BEGIN
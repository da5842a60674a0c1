use crate::error::TimeSigError;

/// A notated time signature from the Time Signature meta-event.
///
/// The metronome click is counted in MIDI clock pulses; the beat is
/// always subdivided into 24 of them, so a click of 24 means one click
/// per beat. `beat_unit` states which notated rhythmic value the beat
/// corresponds to, in 32nd-notes: 8 for a quarter note, 12 for a
/// dotted quarter.
#[derive(Debug, Clone, Copy, PartialEq, Eq)]
#[cfg_attr(feature = "serde", derive(serde::Serialize, serde::Deserialize))]
pub struct TimeSignature {
    numerator: u8,
    denominator: u16,
    click: u8,
    beat_unit: u8,
}

impl TimeSignature {
    /// Parse and validate the four-byte payload
    /// (numerator, denominator exponent, click, beat unit).
    pub fn parse(data: &[u8]) -> Result<Self, TimeSigError> {
        if data.len() != 4 {
            return Err(TimeSigError::Length(data.len() as u32));
        }
        let numerator = data[0];
        if numerator == 0 {
            return Err(TimeSigError::ZeroNumerator);
        }
        let exponent = data[1];
        if exponent > 15 {
            return Err(TimeSigError::Exponent(exponent));
        }
        let denominator = 1u16 << exponent;
        if denominator > 1024 {
            return Err(TimeSigError::Denominator(denominator));
        }
        let click = data[2];
        if click == 0 {
            return Err(TimeSigError::ZeroClick);
        }
        let beat_unit = data[3];
        if beat_unit == 0 {
            return Err(TimeSigError::ZeroBeatUnit);
        }
        Ok(Self {
            numerator,
            denominator,
            click,
            beat_unit,
        })
    }

    /// The numerator of the notated signature, 1..=255.
    pub const fn numerator(&self) -> u8 {
        self.numerator
    }

    /// The denominator of the notated signature, a power of two up to
    /// 1024.
    pub const fn denominator(&self) -> u16 {
        self.denominator
    }

    /// MIDI clock pulses per metronome click, 1..=255.
    pub const fn click(&self) -> u8 {
        self.click
    }

    /// 32nd-notes per beat, 1..=255.
    pub const fn beat_unit(&self) -> u8 {
        self.beat_unit
    }
}

#[cfg(test)]
mod tests {
    use super::*;

    #[test]
    fn parses_six_eight() {
        use pretty_assertions::assert_eq;
        let ts = TimeSignature::parse(&[6, 3, 24, 8]).unwrap();
        assert_eq!(ts.numerator(), 6);
        assert_eq!(ts.denominator(), 8);
        assert_eq!(ts.click(), 24);
        assert_eq!(ts.beat_unit(), 8);
    }

    #[test]
    fn denominator_caps_at_1024() {
        use pretty_assertions::assert_eq;
        assert_eq!(TimeSignature::parse(&[4, 10, 24, 8]).unwrap().denominator(), 1024);
        assert_eq!(
            TimeSignature::parse(&[4, 11, 24, 8]).unwrap_err(),
            TimeSigError::Denominator(2048)
        );
        assert_eq!(
            TimeSignature::parse(&[4, 16, 24, 8]).unwrap_err(),
            TimeSigError::Exponent(16)
        );
    }

    #[test]
    fn rejects_zero_fields() {
        use pretty_assertions::assert_eq;
        assert_eq!(
            TimeSignature::parse(&[0, 2, 24, 8]).unwrap_err(),
            TimeSigError::ZeroNumerator
        );
        assert_eq!(
            TimeSignature::parse(&[4, 2, 0, 8]).unwrap_err(),
            TimeSigError::ZeroClick
        );
        assert_eq!(
            TimeSignature::parse(&[4, 2, 24, 0]).unwrap_err(),
            TimeSigError::ZeroBeatUnit
        );
        assert_eq!(
            TimeSignature::parse(&[4, 2]).unwrap_err(),
            TimeSigError::Length(2)
        );
    }
}
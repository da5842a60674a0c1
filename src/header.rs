use crate::timing::Timing;

/// The track layout declared by the MThd chunk.
#[derive(Debug, Clone, Copy, PartialEq, Eq)]
#[cfg_attr(feature = "serde", derive(serde::Serialize, serde::Deserialize))]
pub enum Format {
    /// Format 0: a single track carrying all channels.
    SingleMultiChannel,
    /// Format 1: multiple tracks that proceed simultaneously.
    Simultaneous,
    /// Format 2: multiple tracks independent of each other in time.
    SequentiallyIndependent,
}

impl Format {
    pub(crate) const fn from_raw(value: u16) -> Option<Self> {
        match value {
            0 => Some(Self::SingleMultiChannel),
            1 => Some(Self::Simultaneous),
            2 => Some(Self::SequentiallyIndependent),
            _ => None,
        }
    }

    /// The format number as written in the file.
    pub const fn as_number(&self) -> u16 {
        match self {
            Self::SingleMultiChannel => 0,
            Self::Simultaneous => 1,
            Self::SequentiallyIndependent => 2,
        }
    }
}

/// Everything the MThd chunk declares about the file.
///
/// `num_tracks` is the *declared* track count; the parser enforces that
/// exactly this many MTrk chunks are read before end of file. A format
/// 0 header always declares one track.
#[derive(Debug, Clone, Copy, PartialEq, Eq)]
#[cfg_attr(feature = "serde", derive(serde::Serialize, serde::Deserialize))]
pub struct Header {
    format: Format,
    num_tracks: u16,
    timing: Timing,
}

impl Header {
    pub(crate) const fn new(format: Format, num_tracks: u16, timing: Timing) -> Self {
        Self {
            format,
            num_tracks,
            timing,
        }
    }

    /// The declared file format.
    pub const fn format(&self) -> Format {
        self.format
    }

    /// The declared number of tracks, always at least one.
    pub const fn num_tracks(&self) -> u16 {
        self.num_tracks
    }

    /// The declared time system.
    pub const fn timing(&self) -> &Timing {
        &self.timing
    }
}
END
- WORK TASK -
Note how many lines in the material hold the word "ZeroClick", and give that number with nothing added.

- RESULT BELOW -
2